## Provided information:

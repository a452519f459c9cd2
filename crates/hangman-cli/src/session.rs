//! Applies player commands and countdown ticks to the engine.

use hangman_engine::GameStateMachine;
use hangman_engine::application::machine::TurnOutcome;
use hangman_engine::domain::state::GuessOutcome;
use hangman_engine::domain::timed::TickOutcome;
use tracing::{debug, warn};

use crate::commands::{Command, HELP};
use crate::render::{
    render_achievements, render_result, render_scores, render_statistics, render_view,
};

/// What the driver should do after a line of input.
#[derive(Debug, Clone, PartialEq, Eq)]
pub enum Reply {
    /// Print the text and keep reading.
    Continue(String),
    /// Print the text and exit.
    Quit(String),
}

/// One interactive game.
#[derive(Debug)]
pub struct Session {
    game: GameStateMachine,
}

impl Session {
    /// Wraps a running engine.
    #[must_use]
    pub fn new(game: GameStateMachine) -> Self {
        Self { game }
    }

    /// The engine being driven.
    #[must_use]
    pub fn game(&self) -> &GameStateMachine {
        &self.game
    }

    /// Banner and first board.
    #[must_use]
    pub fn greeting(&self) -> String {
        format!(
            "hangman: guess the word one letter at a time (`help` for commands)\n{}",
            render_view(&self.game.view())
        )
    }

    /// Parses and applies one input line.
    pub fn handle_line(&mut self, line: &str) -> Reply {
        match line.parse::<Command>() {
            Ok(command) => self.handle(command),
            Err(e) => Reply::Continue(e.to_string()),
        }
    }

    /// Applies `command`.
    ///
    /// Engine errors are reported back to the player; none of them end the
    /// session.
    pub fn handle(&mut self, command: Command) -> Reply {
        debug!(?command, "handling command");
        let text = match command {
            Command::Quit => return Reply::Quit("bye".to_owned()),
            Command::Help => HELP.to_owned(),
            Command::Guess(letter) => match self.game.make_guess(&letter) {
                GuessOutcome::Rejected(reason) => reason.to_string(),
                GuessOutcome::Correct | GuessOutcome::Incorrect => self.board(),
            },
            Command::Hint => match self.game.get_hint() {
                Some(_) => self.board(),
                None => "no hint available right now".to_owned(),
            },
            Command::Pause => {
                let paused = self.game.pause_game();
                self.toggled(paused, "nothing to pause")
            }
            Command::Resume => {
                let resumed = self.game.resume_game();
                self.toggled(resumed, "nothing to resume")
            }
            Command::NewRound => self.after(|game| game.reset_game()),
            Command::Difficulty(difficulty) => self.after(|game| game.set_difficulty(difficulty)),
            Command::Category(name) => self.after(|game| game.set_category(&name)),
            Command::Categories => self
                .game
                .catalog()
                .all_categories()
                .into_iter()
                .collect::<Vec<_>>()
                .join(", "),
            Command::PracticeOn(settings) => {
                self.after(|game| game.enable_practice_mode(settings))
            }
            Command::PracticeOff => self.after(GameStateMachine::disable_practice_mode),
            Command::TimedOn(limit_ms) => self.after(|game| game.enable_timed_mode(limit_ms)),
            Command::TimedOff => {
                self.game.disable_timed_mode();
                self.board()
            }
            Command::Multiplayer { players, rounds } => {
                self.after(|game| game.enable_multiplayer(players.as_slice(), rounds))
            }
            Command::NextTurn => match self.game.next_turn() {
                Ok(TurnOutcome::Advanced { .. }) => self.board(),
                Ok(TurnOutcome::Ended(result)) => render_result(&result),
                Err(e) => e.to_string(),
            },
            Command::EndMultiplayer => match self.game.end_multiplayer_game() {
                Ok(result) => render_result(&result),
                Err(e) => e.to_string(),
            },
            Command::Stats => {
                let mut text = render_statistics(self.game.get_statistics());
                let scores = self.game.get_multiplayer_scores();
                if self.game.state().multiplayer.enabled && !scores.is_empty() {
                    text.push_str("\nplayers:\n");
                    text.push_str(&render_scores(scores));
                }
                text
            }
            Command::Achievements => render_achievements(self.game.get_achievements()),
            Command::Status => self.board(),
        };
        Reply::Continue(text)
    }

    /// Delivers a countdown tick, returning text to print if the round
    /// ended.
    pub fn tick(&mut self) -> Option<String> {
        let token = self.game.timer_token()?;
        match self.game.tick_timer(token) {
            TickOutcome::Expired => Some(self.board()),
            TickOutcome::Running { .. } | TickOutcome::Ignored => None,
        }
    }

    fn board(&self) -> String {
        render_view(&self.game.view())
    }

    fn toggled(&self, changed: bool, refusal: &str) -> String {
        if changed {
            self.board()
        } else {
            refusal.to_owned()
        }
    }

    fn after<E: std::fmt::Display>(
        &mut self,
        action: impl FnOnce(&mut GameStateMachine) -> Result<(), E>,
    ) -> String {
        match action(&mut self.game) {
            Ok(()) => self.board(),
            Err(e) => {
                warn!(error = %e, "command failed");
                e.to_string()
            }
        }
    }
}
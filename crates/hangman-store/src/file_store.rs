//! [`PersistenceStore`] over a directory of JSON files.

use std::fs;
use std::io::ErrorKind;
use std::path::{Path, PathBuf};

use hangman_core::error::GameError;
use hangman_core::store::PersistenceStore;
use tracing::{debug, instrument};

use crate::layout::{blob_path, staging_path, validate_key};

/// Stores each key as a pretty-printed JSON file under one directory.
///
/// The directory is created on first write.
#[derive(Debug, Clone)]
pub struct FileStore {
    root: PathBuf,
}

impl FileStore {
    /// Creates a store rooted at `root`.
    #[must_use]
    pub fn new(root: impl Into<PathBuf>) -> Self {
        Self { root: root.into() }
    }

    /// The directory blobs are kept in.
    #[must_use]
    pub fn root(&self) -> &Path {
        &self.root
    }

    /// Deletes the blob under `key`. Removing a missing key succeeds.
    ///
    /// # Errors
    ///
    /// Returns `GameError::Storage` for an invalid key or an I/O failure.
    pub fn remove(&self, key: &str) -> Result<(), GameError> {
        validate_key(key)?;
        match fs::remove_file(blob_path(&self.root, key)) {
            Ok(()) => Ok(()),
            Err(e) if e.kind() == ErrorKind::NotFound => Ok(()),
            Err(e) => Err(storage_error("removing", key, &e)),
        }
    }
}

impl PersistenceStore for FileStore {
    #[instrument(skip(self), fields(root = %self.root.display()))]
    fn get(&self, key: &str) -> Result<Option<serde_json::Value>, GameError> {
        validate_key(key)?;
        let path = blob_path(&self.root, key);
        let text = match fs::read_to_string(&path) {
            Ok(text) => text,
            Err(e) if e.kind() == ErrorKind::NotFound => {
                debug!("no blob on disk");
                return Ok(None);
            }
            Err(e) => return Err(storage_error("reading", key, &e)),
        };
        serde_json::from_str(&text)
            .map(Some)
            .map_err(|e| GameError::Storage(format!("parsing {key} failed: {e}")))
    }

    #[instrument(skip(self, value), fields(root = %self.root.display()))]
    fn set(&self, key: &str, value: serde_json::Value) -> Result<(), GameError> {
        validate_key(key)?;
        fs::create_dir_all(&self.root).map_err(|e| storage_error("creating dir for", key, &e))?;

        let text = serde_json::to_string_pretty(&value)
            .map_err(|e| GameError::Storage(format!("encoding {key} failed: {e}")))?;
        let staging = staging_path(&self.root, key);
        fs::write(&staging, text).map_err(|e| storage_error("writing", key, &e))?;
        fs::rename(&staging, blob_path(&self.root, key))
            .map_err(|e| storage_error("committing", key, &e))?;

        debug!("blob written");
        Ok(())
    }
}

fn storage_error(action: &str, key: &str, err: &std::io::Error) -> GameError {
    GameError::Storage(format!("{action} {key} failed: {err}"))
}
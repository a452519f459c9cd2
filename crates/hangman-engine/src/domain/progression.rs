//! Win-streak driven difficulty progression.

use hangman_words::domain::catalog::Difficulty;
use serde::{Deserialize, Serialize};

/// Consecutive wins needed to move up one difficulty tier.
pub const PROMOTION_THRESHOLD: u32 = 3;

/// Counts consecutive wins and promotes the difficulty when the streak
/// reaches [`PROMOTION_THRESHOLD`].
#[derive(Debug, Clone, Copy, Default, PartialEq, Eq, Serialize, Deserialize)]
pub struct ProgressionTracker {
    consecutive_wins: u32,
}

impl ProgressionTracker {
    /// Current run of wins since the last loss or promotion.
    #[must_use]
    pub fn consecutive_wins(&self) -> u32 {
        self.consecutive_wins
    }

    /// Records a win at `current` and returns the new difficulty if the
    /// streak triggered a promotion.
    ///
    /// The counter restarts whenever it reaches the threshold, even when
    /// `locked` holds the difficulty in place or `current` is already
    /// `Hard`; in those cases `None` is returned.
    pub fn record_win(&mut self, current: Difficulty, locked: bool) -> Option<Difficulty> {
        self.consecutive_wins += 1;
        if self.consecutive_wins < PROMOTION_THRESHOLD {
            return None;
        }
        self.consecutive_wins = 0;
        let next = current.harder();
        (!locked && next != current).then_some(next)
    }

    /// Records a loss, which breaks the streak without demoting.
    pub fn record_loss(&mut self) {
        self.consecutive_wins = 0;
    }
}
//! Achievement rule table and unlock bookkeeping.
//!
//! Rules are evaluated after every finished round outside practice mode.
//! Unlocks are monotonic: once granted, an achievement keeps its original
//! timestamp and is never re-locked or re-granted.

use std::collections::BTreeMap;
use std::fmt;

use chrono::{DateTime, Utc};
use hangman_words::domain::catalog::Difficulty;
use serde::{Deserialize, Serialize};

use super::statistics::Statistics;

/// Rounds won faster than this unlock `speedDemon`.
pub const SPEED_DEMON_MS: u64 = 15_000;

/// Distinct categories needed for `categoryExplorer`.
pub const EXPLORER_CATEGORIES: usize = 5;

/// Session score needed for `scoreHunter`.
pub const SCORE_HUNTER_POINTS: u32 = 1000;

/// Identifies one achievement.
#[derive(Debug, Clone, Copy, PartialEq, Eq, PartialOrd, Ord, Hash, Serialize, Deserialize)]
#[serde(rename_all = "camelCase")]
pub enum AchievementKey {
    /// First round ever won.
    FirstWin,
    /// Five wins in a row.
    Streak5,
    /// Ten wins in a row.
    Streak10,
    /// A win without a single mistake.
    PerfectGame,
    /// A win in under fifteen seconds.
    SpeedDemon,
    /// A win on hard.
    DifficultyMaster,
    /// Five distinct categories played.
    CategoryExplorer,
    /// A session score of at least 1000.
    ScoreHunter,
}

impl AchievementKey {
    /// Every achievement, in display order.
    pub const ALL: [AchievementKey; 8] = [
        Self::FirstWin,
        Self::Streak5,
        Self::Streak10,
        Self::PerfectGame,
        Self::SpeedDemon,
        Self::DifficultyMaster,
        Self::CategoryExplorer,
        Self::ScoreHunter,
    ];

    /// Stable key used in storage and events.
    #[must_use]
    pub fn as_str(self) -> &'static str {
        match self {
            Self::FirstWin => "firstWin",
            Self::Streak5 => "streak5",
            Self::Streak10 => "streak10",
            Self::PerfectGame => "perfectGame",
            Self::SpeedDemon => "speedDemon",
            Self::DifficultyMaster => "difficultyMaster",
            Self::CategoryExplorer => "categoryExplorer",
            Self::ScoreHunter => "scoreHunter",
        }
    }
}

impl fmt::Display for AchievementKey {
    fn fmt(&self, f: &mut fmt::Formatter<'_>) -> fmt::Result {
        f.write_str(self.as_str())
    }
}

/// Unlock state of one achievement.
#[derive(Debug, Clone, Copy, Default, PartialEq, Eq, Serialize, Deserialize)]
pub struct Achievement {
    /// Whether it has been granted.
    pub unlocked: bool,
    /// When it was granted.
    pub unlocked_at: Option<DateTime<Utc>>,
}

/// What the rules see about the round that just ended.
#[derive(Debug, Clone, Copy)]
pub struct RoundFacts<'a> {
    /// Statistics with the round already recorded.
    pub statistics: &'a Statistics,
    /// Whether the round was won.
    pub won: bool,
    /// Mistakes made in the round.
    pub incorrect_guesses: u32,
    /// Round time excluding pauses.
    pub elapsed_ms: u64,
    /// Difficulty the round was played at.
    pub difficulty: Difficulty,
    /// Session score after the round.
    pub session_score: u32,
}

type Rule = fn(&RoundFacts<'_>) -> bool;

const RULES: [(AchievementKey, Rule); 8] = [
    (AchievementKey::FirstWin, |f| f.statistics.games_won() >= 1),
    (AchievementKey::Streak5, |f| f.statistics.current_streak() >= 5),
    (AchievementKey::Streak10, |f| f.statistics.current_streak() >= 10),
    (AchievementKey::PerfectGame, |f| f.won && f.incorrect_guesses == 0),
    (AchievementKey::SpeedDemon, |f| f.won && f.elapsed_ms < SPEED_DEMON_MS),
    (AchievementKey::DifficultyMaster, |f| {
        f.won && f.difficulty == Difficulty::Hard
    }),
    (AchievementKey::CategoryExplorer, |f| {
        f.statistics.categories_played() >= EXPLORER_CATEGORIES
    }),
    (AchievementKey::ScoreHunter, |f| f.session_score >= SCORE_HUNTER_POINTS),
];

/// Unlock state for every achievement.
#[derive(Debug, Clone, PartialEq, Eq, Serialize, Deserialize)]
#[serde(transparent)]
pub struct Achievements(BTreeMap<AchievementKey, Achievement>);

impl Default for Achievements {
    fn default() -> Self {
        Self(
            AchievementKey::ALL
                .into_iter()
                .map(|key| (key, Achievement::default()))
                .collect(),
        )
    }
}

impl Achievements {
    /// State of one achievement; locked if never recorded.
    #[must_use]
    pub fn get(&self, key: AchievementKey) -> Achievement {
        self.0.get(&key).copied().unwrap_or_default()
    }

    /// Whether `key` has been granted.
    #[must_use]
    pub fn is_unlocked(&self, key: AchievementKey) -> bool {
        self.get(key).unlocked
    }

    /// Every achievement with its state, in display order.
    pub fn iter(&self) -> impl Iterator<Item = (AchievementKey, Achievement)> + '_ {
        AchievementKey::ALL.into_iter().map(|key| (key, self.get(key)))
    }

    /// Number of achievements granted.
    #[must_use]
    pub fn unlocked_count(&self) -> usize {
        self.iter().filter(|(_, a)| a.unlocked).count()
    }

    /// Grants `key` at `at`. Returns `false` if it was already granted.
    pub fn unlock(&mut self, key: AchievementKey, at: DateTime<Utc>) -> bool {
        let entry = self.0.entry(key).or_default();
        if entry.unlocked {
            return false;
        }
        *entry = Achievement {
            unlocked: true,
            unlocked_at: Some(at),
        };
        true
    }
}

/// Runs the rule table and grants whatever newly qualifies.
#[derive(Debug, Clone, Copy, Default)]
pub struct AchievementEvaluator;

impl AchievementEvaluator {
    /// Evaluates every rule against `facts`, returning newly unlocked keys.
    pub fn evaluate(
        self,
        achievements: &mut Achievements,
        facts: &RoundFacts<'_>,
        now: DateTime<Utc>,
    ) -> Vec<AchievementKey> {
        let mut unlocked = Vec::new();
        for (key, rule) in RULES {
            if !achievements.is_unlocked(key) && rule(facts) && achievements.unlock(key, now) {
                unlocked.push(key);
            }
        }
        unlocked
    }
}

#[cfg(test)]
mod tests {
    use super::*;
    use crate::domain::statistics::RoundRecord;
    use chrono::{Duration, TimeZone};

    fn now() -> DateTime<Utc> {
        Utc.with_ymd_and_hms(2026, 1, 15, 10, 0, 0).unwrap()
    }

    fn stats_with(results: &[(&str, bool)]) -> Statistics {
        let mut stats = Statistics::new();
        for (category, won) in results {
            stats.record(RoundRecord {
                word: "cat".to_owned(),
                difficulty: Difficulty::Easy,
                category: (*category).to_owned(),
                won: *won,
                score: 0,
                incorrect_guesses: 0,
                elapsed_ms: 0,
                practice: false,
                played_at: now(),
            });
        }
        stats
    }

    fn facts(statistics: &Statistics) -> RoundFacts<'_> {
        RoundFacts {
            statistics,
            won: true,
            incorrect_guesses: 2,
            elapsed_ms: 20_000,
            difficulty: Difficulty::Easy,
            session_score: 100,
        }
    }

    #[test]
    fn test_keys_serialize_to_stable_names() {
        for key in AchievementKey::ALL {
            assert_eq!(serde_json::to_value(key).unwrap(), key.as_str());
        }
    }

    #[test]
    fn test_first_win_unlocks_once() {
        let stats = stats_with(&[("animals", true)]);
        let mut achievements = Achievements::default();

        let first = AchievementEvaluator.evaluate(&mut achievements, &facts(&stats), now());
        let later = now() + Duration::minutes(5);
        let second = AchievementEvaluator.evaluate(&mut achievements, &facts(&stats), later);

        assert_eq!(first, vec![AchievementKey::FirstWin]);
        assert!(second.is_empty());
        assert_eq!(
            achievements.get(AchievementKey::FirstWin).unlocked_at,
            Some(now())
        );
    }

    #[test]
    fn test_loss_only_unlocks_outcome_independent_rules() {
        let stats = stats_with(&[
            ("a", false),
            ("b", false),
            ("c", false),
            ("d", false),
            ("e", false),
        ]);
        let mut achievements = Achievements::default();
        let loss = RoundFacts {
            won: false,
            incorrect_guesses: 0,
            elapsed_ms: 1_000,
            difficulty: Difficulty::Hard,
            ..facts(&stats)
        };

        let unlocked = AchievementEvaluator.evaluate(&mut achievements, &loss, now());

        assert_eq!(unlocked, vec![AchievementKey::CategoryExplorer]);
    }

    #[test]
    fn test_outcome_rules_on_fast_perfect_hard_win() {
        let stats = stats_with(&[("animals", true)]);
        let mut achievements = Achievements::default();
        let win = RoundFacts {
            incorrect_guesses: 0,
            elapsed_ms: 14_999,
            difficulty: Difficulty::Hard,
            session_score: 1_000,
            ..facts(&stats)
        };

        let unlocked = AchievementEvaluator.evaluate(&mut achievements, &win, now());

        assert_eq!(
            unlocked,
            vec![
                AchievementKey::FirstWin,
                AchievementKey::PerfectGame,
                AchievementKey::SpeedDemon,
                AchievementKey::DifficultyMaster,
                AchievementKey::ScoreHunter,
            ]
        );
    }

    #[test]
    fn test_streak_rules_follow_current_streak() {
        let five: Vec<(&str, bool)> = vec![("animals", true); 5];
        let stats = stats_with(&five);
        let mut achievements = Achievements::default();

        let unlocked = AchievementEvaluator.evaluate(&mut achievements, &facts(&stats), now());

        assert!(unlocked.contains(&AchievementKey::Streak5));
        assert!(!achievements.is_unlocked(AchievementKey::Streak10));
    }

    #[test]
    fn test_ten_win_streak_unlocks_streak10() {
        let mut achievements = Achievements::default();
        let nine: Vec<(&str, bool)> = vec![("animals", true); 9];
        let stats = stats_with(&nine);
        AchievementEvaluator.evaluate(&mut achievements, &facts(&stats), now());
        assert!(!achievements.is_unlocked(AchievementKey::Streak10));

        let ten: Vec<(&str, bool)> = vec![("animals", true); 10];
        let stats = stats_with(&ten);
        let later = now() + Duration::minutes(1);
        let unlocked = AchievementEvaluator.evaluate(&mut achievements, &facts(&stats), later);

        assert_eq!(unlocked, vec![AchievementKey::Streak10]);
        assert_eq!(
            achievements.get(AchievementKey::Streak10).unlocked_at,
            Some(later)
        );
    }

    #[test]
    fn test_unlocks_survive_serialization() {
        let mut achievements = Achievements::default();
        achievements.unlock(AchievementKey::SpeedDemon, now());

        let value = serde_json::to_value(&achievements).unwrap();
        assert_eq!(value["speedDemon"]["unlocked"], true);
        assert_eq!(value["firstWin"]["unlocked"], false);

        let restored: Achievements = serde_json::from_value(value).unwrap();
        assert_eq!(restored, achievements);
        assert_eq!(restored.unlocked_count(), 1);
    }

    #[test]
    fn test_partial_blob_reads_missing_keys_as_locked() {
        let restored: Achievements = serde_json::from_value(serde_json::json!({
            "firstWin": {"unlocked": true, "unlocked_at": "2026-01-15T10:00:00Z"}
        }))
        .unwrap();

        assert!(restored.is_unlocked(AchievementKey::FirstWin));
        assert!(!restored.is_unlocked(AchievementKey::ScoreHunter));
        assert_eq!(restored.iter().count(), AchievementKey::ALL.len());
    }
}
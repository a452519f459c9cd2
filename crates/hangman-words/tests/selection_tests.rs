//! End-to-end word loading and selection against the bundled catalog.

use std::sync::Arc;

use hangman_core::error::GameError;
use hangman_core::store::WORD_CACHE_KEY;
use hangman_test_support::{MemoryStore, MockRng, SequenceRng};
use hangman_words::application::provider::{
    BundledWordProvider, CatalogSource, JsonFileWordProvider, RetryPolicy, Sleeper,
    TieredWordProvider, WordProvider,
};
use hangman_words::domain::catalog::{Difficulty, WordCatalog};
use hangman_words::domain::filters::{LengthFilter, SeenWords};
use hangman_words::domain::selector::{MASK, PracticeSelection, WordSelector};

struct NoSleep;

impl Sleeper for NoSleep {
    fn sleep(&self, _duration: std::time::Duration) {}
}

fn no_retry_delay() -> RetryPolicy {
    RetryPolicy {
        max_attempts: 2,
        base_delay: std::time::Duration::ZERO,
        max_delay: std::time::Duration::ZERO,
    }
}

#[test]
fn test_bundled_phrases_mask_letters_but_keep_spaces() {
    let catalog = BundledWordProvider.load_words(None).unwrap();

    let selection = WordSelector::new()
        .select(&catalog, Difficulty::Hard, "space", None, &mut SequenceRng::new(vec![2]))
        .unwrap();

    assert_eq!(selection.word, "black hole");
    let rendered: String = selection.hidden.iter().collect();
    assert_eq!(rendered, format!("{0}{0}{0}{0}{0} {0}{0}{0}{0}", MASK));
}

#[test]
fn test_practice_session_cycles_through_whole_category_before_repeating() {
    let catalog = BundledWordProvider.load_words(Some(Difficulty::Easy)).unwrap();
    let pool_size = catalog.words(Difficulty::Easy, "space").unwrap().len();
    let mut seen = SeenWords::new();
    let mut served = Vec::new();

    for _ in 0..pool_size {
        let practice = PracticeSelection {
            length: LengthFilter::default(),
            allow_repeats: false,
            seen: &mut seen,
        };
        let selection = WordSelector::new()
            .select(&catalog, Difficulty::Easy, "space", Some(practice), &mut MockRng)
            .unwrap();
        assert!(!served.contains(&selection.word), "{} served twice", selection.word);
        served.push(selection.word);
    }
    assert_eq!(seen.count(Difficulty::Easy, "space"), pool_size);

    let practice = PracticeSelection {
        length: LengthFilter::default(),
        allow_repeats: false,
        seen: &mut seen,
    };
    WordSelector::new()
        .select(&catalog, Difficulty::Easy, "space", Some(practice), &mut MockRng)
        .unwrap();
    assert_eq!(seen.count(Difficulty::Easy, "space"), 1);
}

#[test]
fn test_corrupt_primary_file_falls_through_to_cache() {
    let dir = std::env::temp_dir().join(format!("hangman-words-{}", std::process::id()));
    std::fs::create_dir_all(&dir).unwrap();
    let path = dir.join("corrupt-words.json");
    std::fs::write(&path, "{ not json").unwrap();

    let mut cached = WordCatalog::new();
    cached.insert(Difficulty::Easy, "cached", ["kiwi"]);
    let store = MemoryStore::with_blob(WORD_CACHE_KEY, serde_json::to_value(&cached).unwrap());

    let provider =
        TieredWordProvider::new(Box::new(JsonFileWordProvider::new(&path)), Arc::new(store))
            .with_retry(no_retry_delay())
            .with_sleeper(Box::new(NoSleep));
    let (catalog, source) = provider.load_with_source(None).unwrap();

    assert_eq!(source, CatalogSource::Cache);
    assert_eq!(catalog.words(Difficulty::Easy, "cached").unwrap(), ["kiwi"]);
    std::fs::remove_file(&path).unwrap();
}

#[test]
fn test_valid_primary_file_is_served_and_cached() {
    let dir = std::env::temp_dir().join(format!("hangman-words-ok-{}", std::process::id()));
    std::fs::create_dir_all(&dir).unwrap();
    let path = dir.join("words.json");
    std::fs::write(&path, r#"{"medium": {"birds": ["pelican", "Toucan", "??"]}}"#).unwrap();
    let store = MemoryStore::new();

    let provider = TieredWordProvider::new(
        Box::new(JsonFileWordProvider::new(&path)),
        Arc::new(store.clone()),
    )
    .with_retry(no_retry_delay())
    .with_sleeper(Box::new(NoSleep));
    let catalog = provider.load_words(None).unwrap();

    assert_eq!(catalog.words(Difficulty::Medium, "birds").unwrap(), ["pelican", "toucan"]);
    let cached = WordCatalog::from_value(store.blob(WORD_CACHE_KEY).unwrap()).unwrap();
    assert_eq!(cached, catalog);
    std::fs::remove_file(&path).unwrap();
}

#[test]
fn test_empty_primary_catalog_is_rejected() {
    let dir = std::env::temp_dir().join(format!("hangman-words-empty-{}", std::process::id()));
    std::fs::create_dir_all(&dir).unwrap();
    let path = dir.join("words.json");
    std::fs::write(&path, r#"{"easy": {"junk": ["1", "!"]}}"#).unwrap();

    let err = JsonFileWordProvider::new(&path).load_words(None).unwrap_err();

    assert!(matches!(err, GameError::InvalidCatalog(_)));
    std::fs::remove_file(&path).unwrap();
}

## Work to be completed:
Return, with no change at all, every line in the entries above from the line containing "const RULES: [(AchievementKey, Rule);" through the line containing "(AchievementKey::SpeedDemon, |f| f.won".

## Reply to the task:
const RULES: [(AchievementKey, Rule); 8] = [
    (AchievementKey::FirstWin, |f| f.statistics.games_won() >= 1),
    (AchievementKey::Streak5, |f| f.statistics.current_streak() >= 5),
    (AchievementKey::Streak10, |f| f.statistics.current_streak() >= 10),
    (AchievementKey::PerfectGame, |f| f.won && f.incorrect_guesses == 0),
    (AchievementKey::SpeedDemon, |f| f.won && f.elapsed_ms < SPEED_DEMON_MS),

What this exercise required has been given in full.